## [Task prompt]
Report how many lines in the records below hold the word "side". Add nothing to the number.
[Opening Data for this task section]
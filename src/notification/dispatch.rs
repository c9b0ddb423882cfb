//! Fire-and-forget dispatch of notification commands.
//!
//! The channel never awaits the capability: it queues commands on a
//! [`DispatchSender`] and moves on. The [`NotificationDispatcher`] drains the
//! queue in order, so a `Cancel` always reaches the capability before the
//! `Schedule` that replaces it. Every capability failure stops here.
//!
//! Each capability call is bounded by a timeout. A capability that stops
//! answering is disabled for the rest of the session, but `CancelAll` is
//! still attempted so teardown sweeps whatever the host managed to display.

use std::time::Duration;

use tokio::sync::mpsc;
use tokio::time::timeout;

use super::{NotificationCapability, NotificationError, NotificationHandle, NotificationRequest};

/// A queued capability call.
#[derive(Debug, Clone, PartialEq, Eq)]
pub enum DispatchCommand {
    /// Display a notification
    Schedule(NotificationRequest),
    /// Dismiss one notification
    Cancel(NotificationHandle),
    /// Dismiss every notification
    CancelAll,
}

/// Non-blocking producer side of the dispatch queue.
#[derive(Debug, Clone)]
pub struct DispatchSender {
    tx: mpsc::UnboundedSender<DispatchCommand>,
}

impl DispatchSender {
    /// Queues a command. Never blocks and never fails.
    pub fn send(&self, command: DispatchCommand) {
        if self.tx.send(command).is_err() {
            tracing::debug!("notification dispatcher is gone; command dropped");
        }
    }
}

/// Default upper bound for a single capability call.
pub const DEFAULT_CALL_TIMEOUT: Duration = Duration::from_secs(5);

/// Consumer side of the dispatch queue, owning the capability.
pub struct NotificationDispatcher<C> {
    capability: Option<C>,
    disabled: bool,
    call_timeout: Duration,
    rx: mpsc::UnboundedReceiver<DispatchCommand>,
}

/// Creates a dispatch queue in front of `capability`.
///
/// With `None` every command is dropped, which is how a denied or missing
/// notification capability degrades.
pub fn dispatcher<C>(capability: Option<C>) -> (DispatchSender, NotificationDispatcher<C>) {
    let (tx, rx) = mpsc::unbounded_channel();
    (
        DispatchSender { tx },
        NotificationDispatcher {
            capability,
            disabled: false,
            call_timeout: DEFAULT_CALL_TIMEOUT,
            rx,
        },
    )
}

/// Initializes a capability, falling back to `None` on failure.
///
/// Failures are logged so the session can continue without notifications.
pub async fn initialize_with_fallback<C: NotificationCapability>(capability: C) -> Option<C> {
    match capability.initialize().await {
        Ok(()) => Some(capability),
        Err(NotificationError::PermissionDenied) => {
            tracing::warn!("notification permission denied; continuing without notifications");
            None
        }
        Err(e) => {
            tracing::warn!(error = %e, "notifications unavailable: {}", e.suggestion());
            None
        }
    }
}

impl<C: NotificationCapability> NotificationDispatcher<C> {
    /// Sets the upper bound for a single capability call.
    #[must_use]
    pub fn with_call_timeout(mut self, call_timeout: Duration) -> Self {
        self.call_timeout = call_timeout;
        self
    }

    /// Returns true if commands still reach a capability.
    pub fn is_enabled(&self) -> bool {
        self.capability.is_some() && !self.disabled
    }

    /// Executes commands until every [`DispatchSender`] is dropped.
    pub async fn run(mut self) {
        while let Some(command) = self.rx.recv().await {
            self.execute(command).await;
        }
        tracing::debug!("notification dispatcher finished");
    }

    /// Executes the commands queued so far and returns how many ran.
    pub async fn pump(&mut self) -> usize {
        let mut executed = 0;
        while let Ok(command) = self.rx.try_recv() {
            self.execute(command).await;
            executed += 1;
        }
        executed
    }

    /// Removes queued commands without executing them.
    #[cfg(test)]
    pub(crate) fn drain_queued(&mut self) -> Vec<DispatchCommand> {
        let mut drained = Vec::new();
        while let Ok(command) = self.rx.try_recv() {
            drained.push(command);
        }
        drained
    }

    async fn execute(&mut self, command: DispatchCommand) {
        let Some(capability) = self.capability.as_ref() else {
            tracing::trace!(?command, "notifications disabled; command dropped");
            return;
        };
        // a disabled capability only gets the teardown sweep
        if self.disabled && command != DispatchCommand::CancelAll {
            tracing::trace!(?command, "notifications disabled; command dropped");
            return;
        }

        let call = async {
            match &command {
                DispatchCommand::Schedule(request) => capability.schedule(request).await,
                DispatchCommand::Cancel(handle) => capability.cancel(*handle).await,
                DispatchCommand::CancelAll => capability.cancel_all().await,
            }
        };
        let result = match timeout(self.call_timeout, call).await {
            Ok(result) => result,
            Err(_) => Err(NotificationError::TimedOut(self.call_timeout)),
        };

        if let Err(e) = result {
            if e.disables_capability() {
                if !self.disabled {
                    tracing::warn!(error = %e, "disabling notifications for this session");
                }
                self.disabled = true;
            } else {
                tracing::debug!(error = %e, ?command, "notification command failed");
            }
        }
    }
}

#[cfg(test)]
mod tests {
    use std::sync::Arc;

    use super::*;
    use crate::notification::{
        MockNotificationCapability, NotificationCall, NotificationContent, NotificationKind,
    };

    fn request() -> NotificationRequest {
        NotificationRequest {
            handle: NotificationHandle::new(),
            content: NotificationContent::new(NotificationKind::SessionComplete, "Done", ""),
        }
    }

    #[tokio::test]
    async fn test_commands_execute_in_order() {
        let mock = Arc::new(MockNotificationCapability::new());
        let (sender, mut dispatcher) = dispatcher(Some(Arc::clone(&mock)));
        let first = request();
        let second = request();

        sender.send(DispatchCommand::Schedule(first.clone()));
        sender.send(DispatchCommand::Cancel(first.handle));
        sender.send(DispatchCommand::Schedule(second.clone()));

        assert_eq!(dispatcher.pump().await, 3);
        assert_eq!(
            mock.calls(),
            vec![
                NotificationCall::Schedule(first.clone()),
                NotificationCall::Cancel(first.handle),
                NotificationCall::Schedule(second),
            ]
        );
    }

    #[tokio::test]
    async fn test_disabled_dispatcher_drops_commands() {
        let (sender, mut dispatcher) = dispatcher::<MockNotificationCapability>(None);

        sender.send(DispatchCommand::CancelAll);

        assert!(!dispatcher.is_enabled());
        assert_eq!(dispatcher.pump().await, 1);
    }

    #[tokio::test]
    async fn test_schedule_failure_is_contained() {
        let mock = Arc::new(MockNotificationCapability::new());
        mock.set_should_fail(true);
        let (sender, mut dispatcher) = dispatcher(Some(Arc::clone(&mock)));

        sender.send(DispatchCommand::Schedule(request()));
        sender.send(DispatchCommand::CancelAll);
        dispatcher.pump().await;

        assert!(dispatcher.is_enabled());
        assert_eq!(mock.cancel_all_count(), 1);
    }

    #[tokio::test]
    async fn test_permission_revoked_disables() {
        let mock = Arc::new(MockNotificationCapability::new());
        let (sender, mut dispatcher) = dispatcher(Some(Arc::clone(&mock)));
        mock.set_deny_permission(true);

        sender.send(DispatchCommand::Schedule(request()));
        dispatcher.pump().await;

        assert!(!dispatcher.is_enabled());
    }

    #[tokio::test]
    async fn test_initialize_with_fallback() {
        let granted = MockNotificationCapability::new();
        assert!(initialize_with_fallback(granted).await.is_some());

        let denied = MockNotificationCapability::new();
        denied.set_deny_permission(true);
        assert!(initialize_with_fallback(denied).await.is_none());
    }

    #[tokio::test]
    async fn test_run_finishes_when_senders_dropped() {
        let mock = Arc::new(MockNotificationCapability::new());
        let (sender, dispatcher) = dispatcher(Some(Arc::clone(&mock)));

        sender.send(DispatchCommand::CancelAll);
        drop(sender);
        dispatcher.run().await;

        assert_eq!(mock.cancel_all_count(), 1);
    }

    /// Capability whose `schedule` never completes.
    struct HangingCapability {
        inner: MockNotificationCapability,
    }

    impl NotificationCapability for HangingCapability {
        async fn schedule(&self, _request: &NotificationRequest) -> Result<(), NotificationError> {
            std::future::pending().await
        }

        async fn cancel(&self, handle: NotificationHandle) -> Result<(), NotificationError> {
            self.inner.cancel(handle).await
        }

        async fn cancel_all(&self) -> Result<(), NotificationError> {
            self.inner.cancel_all().await
        }
    }

    #[tokio::test]
    async fn test_hung_schedule_still_reaches_cancel_all() {
        let hanging = Arc::new(HangingCapability {
            inner: MockNotificationCapability::new(),
        });
        let (sender, dispatcher) = dispatcher(Some(Arc::clone(&hanging)));
        let dispatcher = dispatcher.with_call_timeout(Duration::from_millis(20));

        sender.send(DispatchCommand::Schedule(request()));
        sender.send(DispatchCommand::Schedule(request()));
        sender.send(DispatchCommand::CancelAll);
        drop(sender);

        let finished = timeout(Duration::from_secs(2), dispatcher.run()).await;

        assert!(finished.is_ok());
        assert_eq!(hanging.inner.cancel_all_count(), 1);
    }

    #[tokio::test]
    async fn test_timeout_disables_everything_but_cancel_all() {
        let hanging = Arc::new(HangingCapability {
            inner: MockNotificationCapability::new(),
        });
        let (sender, dispatcher) = dispatcher(Some(Arc::clone(&hanging)));
        let mut dispatcher = dispatcher.with_call_timeout(Duration::from_millis(20));
        let stale = request();

        sender.send(DispatchCommand::Schedule(stale.clone()));
        dispatcher.pump().await;
        assert!(!dispatcher.is_enabled());

        sender.send(DispatchCommand::Cancel(stale.handle));
        sender.send(DispatchCommand::CancelAll);
        assert_eq!(dispatcher.pump().await, 2);

        assert_eq!(hanging.inner.calls(), vec![NotificationCall::CancelAll]);
    }

    #[test]
    fn test_send_after_dispatcher_dropped_does_not_panic() {
        let (sender, dispatcher) = dispatcher::<MockNotificationCapability>(None);
        drop(dispatcher);
        sender.send(DispatchCommand::CancelAll);
    }
}
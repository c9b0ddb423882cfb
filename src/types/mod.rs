//! Core data types for guided cooking sessions.
//!
//! This module defines the data structures used for:
//! - Recipe steps and session specifications (the JSON recipe format)
//! - Session state owned by the timer engine
//! - Completion summaries handed to streak/analytics collaborators

use std::fmt;

use serde::{Deserialize, Serialize};

use crate::session::SessionError;

// ============================================================================
// Step
// ============================================================================

/// One preparation step of a recipe.
///
/// Steps are supplied by the recipe provider and are read-only to the engine.
#[derive(Debug, Clone, PartialEq, Eq, Serialize, Deserialize)]
#[serde(rename_all = "camelCase")]
pub struct Step {
    /// 1-based position of the step within the recipe
    pub ordinal: u32,
    /// Short title shown in notifications
    pub title: String,
    /// Full instruction text
    pub instruction: String,
    /// Optional cooking tip
    #[serde(default, skip_serializing_if = "Option::is_none")]
    pub tip: Option<String>,
    /// Planned duration of the step in seconds
    pub planned_duration_seconds: u32,
}

impl Step {
    /// Creates a new step without a tip.
    pub fn new(
        ordinal: u32,
        title: impl Into<String>,
        instruction: impl Into<String>,
        planned_duration_seconds: u32,
    ) -> Self {
        Self {
            ordinal,
            title: title.into(),
            instruction: instruction.into(),
            tip: None,
            planned_duration_seconds,
        }
    }

    /// Attaches a tip to the step.
    #[must_use]
    pub fn with_tip(mut self, tip: impl Into<String>) -> Self {
        self.tip = Some(tip.into());
        self
    }
}

// ============================================================================
// SessionSpec
// ============================================================================

/// Input description of one cooking session: a name plus ordered steps.
#[derive(Debug, Clone, PartialEq, Eq, Serialize, Deserialize)]
#[serde(rename_all = "camelCase")]
pub struct SessionSpec {
    /// Recipe name, reported back on completion
    pub session_name: String,
    /// Ordered preparation steps
    pub steps: Vec<Step>,
}

impl SessionSpec {
    /// Creates a validated session spec.
    ///
    /// # Errors
    ///
    /// Returns `SessionError::InvalidSpec` if the step list is empty, an
    /// ordinal is zero or not strictly increasing, or a duration is zero.
    pub fn new(session_name: impl Into<String>, steps: Vec<Step>) -> Result<Self, SessionError> {
        let spec = Self {
            session_name: session_name.into(),
            steps,
        };
        spec.validate()?;
        Ok(spec)
    }

    /// Checks the recipe-provider guarantees: non-empty, ordinals unique and
    /// strictly increasing, positive durations.
    pub fn validate(&self) -> Result<(), SessionError> {
        if self.steps.is_empty() {
            return Err(SessionError::InvalidSpec(format!(
                "recipe '{}' has no steps",
                self.session_name
            )));
        }

        let mut previous = 0;
        for step in &self.steps {
            if step.ordinal == 0 {
                return Err(SessionError::InvalidSpec(format!(
                    "step '{}' has ordinal 0 (ordinals start at 1)",
                    step.title
                )));
            }
            if step.ordinal <= previous {
                return Err(SessionError::InvalidSpec(format!(
                    "step ordinal {} does not follow {}",
                    step.ordinal, previous
                )));
            }
            if step.planned_duration_seconds == 0 {
                return Err(SessionError::InvalidSpec(format!(
                    "step {} ('{}') has no planned duration",
                    step.ordinal, step.title
                )));
            }
            previous = step.ordinal;
        }

        Ok(())
    }

    /// Number of steps.
    pub fn len(&self) -> usize {
        self.steps.len()
    }

    /// Returns true if the spec has no steps.
    pub fn is_empty(&self) -> bool {
        self.steps.is_empty()
    }

    /// Index of the last step (0 for an empty spec).
    pub fn last_index(&self) -> usize {
        self.steps.len().saturating_sub(1)
    }

    /// Returns the step at `index`, if any.
    pub fn step(&self, index: usize) -> Option<&Step> {
        self.steps.get(index)
    }

    /// Sum of all planned durations in seconds.
    pub fn total_planned_seconds(&self) -> u64 {
        self.steps
            .iter()
            .map(|step| u64::from(step.planned_duration_seconds))
            .sum()
    }

    /// Sum of the planned durations of the steps strictly before `index`.
    pub fn planned_seconds_before(&self, index: usize) -> u64 {
        self.steps
            .iter()
            .take(index)
            .map(|step| u64::from(step.planned_duration_seconds))
            .sum()
    }
}

// ============================================================================
// SessionStatus
// ============================================================================

/// Lifecycle status of a cooking session.
#[derive(Debug, Clone, Copy, PartialEq, Eq, Default, Serialize, Deserialize)]
#[serde(rename_all = "snake_case")]
pub enum SessionStatus {
    /// No session has been started on the engine yet
    #[default]
    NotStarted,
    /// A step is current and may be counting down
    Active,
    /// The current (non-last) step ran out; waiting for the caller to advance
    StepJustCompleted,
    /// Every step is done
    SessionComplete,
    /// The session was abandoned
    Aborted,
}

impl SessionStatus {
    /// Returns the string representation of the status.
    pub fn as_str(&self) -> &'static str {
        match self {
            SessionStatus::NotStarted => "not_started",
            SessionStatus::Active => "active",
            SessionStatus::StepJustCompleted => "step_just_completed",
            SessionStatus::SessionComplete => "session_complete",
            SessionStatus::Aborted => "aborted",
        }
    }

    /// Returns true if no further transitions are possible.
    pub fn is_terminal(&self) -> bool {
        matches!(self, SessionStatus::SessionComplete | SessionStatus::Aborted)
    }

    /// Returns true if a session is in progress.
    pub fn is_live(&self) -> bool {
        matches!(self, SessionStatus::Active | SessionStatus::StepJustCompleted)
    }
}

impl fmt::Display for SessionStatus {
    fn fmt(&self, f: &mut fmt::Formatter<'_>) -> fmt::Result {
        f.write_str(self.as_str())
    }
}

// ============================================================================
// SessionState
// ============================================================================

/// Mutable state of one cooking session.
#[derive(Debug, Clone, Default, PartialEq, Eq, Serialize, Deserialize)]
pub struct SessionState {
    /// Index of the current step
    pub current_step_index: usize,
    /// Countdown for the current step only
    pub remaining_seconds: u32,
    /// Whether the countdown is running
    pub is_running: bool,
    /// Seconds actually counted down across the whole session
    pub total_elapsed_seconds: u64,
    /// Lifecycle status
    pub status: SessionStatus,
}

impl SessionState {
    /// Creates the state of a freshly started session positioned on step 0.
    pub fn begin(first_step_seconds: u32) -> Self {
        let mut state = Self {
            status: SessionStatus::Active,
            ..Self::default()
        };
        state.enter_step(0, first_step_seconds);
        state
    }

    /// Moves to the given step with a full, stopped countdown.
    pub fn enter_step(&mut self, index: usize, planned_seconds: u32) {
        self.current_step_index = index;
        self.remaining_seconds = planned_seconds;
        self.is_running = false;
        self.status = SessionStatus::Active;
    }

    /// Counts down one second.
    ///
    /// Returns true if the step countdown has reached 0.
    pub fn tick(&mut self) -> bool {
        if self.remaining_seconds > 0 {
            self.remaining_seconds -= 1;
        }
        self.total_elapsed_seconds += 1;
        self.remaining_seconds == 0
    }
}

// ============================================================================
// SessionSummary
// ============================================================================

/// Data handed to the caller when a session ends.
#[derive(Debug, Clone, Default, PartialEq, Eq, Serialize, Deserialize)]
#[serde(rename_all = "camelCase")]
pub struct SessionSummary {
    /// Recipe name
    pub session_name: String,
    /// Seconds actually counted down
    pub total_elapsed_seconds: u64,
}

// ============================================================================
// Tests
// ============================================================================

#[cfg(test)]
mod tests {
    use super::*;

    fn sample_steps() -> Vec<Step> {
        vec![
            Step::new(1, "Boil water", "Bring a large pot of salted water to a boil", 300),
            Step::new(2, "Cook pasta", "Add the spaghetti and stir", 540).with_tip("Save a cup of pasta water"),
            Step::new(3, "Toss", "Toss with the sauce", 60),
        ]
    }

    // ------------------------------------------------------------------------
    // SessionSpec Tests
    // ------------------------------------------------------------------------

    mod session_spec_tests {
        use super::*;

        #[test]
        fn test_new_valid() {
            let spec = SessionSpec::new("Carbonara", sample_steps()).unwrap();
            assert_eq!(spec.len(), 3);
            assert_eq!(spec.last_index(), 2);
            assert_eq!(spec.step(1).unwrap().tip.as_deref(), Some("Save a cup of pasta water"));
        }

        #[test]
        fn test_empty_steps_rejected() {
            let err = SessionSpec::new("Nothing", vec![]).unwrap_err();
            assert!(matches!(err, SessionError::InvalidSpec(_)));
            assert!(err.to_string().contains("no steps"));
        }

        #[test]
        fn test_zero_ordinal_rejected() {
            let steps = vec![Step::new(0, "Prep", "Chop", 10)];
            assert!(SessionSpec::new("Bad", steps).is_err());
        }

        #[test]
        fn test_duplicate_ordinal_rejected() {
            let steps = vec![Step::new(1, "A", "a", 10), Step::new(1, "B", "b", 10)];
            let err = SessionSpec::new("Bad", steps).unwrap_err();
            assert!(err.to_string().contains("does not follow"));
        }

        #[test]
        fn test_decreasing_ordinal_rejected() {
            let steps = vec![Step::new(2, "A", "a", 10), Step::new(1, "B", "b", 10)];
            assert!(SessionSpec::new("Bad", steps).is_err());
        }

        #[test]
        fn test_gaps_in_ordinals_allowed() {
            let steps = vec![Step::new(1, "A", "a", 10), Step::new(5, "B", "b", 10)];
            assert!(SessionSpec::new("Gappy", steps).is_ok());
        }

        #[test]
        fn test_zero_duration_rejected() {
            let steps = vec![Step::new(1, "A", "a", 0)];
            let err = SessionSpec::new("Bad", steps).unwrap_err();
            assert!(err.to_string().contains("no planned duration"));
        }

        #[test]
        fn test_duration_sums() {
            let spec = SessionSpec::new("Carbonara", sample_steps()).unwrap();
            assert_eq!(spec.total_planned_seconds(), 900);
            assert_eq!(spec.planned_seconds_before(0), 0);
            assert_eq!(spec.planned_seconds_before(2), 840);
            assert_eq!(spec.planned_seconds_before(10), 900);
        }

        #[test]
        fn test_recipe_json_format() {
            let json = r#"{
                "sessionName": "Soft boiled egg",
                "steps": [
                    {"ordinal": 1, "title": "Boil", "instruction": "Boil water", "plannedDurationSeconds": 240},
                    {"ordinal": 2, "title": "Cook", "instruction": "Add egg", "tip": "Use a spoon", "plannedDurationSeconds": 390}
                ]
            }"#;

            let spec: SessionSpec = serde_json::from_str(json).unwrap();
            assert_eq!(spec.session_name, "Soft boiled egg");
            assert_eq!(spec.steps[1].tip.as_deref(), Some("Use a spoon"));
            assert_eq!(spec.steps[1].planned_duration_seconds, 390);
            assert!(spec.validate().is_ok());
        }

        #[test]
        fn test_tip_omitted_when_serializing() {
            let step = Step::new(1, "Boil", "Boil water", 240);
            let json = serde_json::to_string(&step).unwrap();
            assert!(!json.contains("tip"));
            assert!(json.contains("plannedDurationSeconds"));
        }
    }

    // ------------------------------------------------------------------------
    // SessionStatus Tests
    // ------------------------------------------------------------------------

    mod session_status_tests {
        use super::*;

        #[test]
        fn test_default_is_not_started() {
            assert_eq!(SessionStatus::default(), SessionStatus::NotStarted);
        }

        #[test]
        fn test_is_terminal() {
            assert!(!SessionStatus::NotStarted.is_terminal());
            assert!(!SessionStatus::Active.is_terminal());
            assert!(!SessionStatus::StepJustCompleted.is_terminal());
            assert!(SessionStatus::SessionComplete.is_terminal());
            assert!(SessionStatus::Aborted.is_terminal());
        }

        #[test]
        fn test_display() {
            assert_eq!(SessionStatus::StepJustCompleted.to_string(), "step_just_completed");
            let json = serde_json::to_string(&SessionStatus::SessionComplete).unwrap();
            assert_eq!(json, "\"session_complete\"");
        }
    }

    // ------------------------------------------------------------------------
    // SessionState Tests
    // ------------------------------------------------------------------------

    mod session_state_tests {
        use super::*;

        #[test]
        fn test_begin() {
            let state = SessionState::begin(300);
            assert_eq!(state.current_step_index, 0);
            assert_eq!(state.remaining_seconds, 300);
            assert!(!state.is_running);
            assert_eq!(state.total_elapsed_seconds, 0);
            assert_eq!(state.status, SessionStatus::Active);
        }

        #[test]
        fn test_tick_counts_down_and_accumulates() {
            let mut state = SessionState::begin(2);
            assert!(!state.tick());
            assert_eq!(state.remaining_seconds, 1);
            assert!(state.tick());
            assert_eq!(state.remaining_seconds, 0);
            assert_eq!(state.total_elapsed_seconds, 2);
        }

        #[test]
        fn test_enter_step_resets_countdown() {
            let mut state = SessionState::begin(10);
            state.is_running = true;
            state.tick();
            state.enter_step(1, 45);
            assert_eq!(state.current_step_index, 1);
            assert_eq!(state.remaining_seconds, 45);
            assert!(!state.is_running);
            assert_eq!(state.total_elapsed_seconds, 1);
        }
    }
}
[Closing Data for this task section]
## [Response box]
2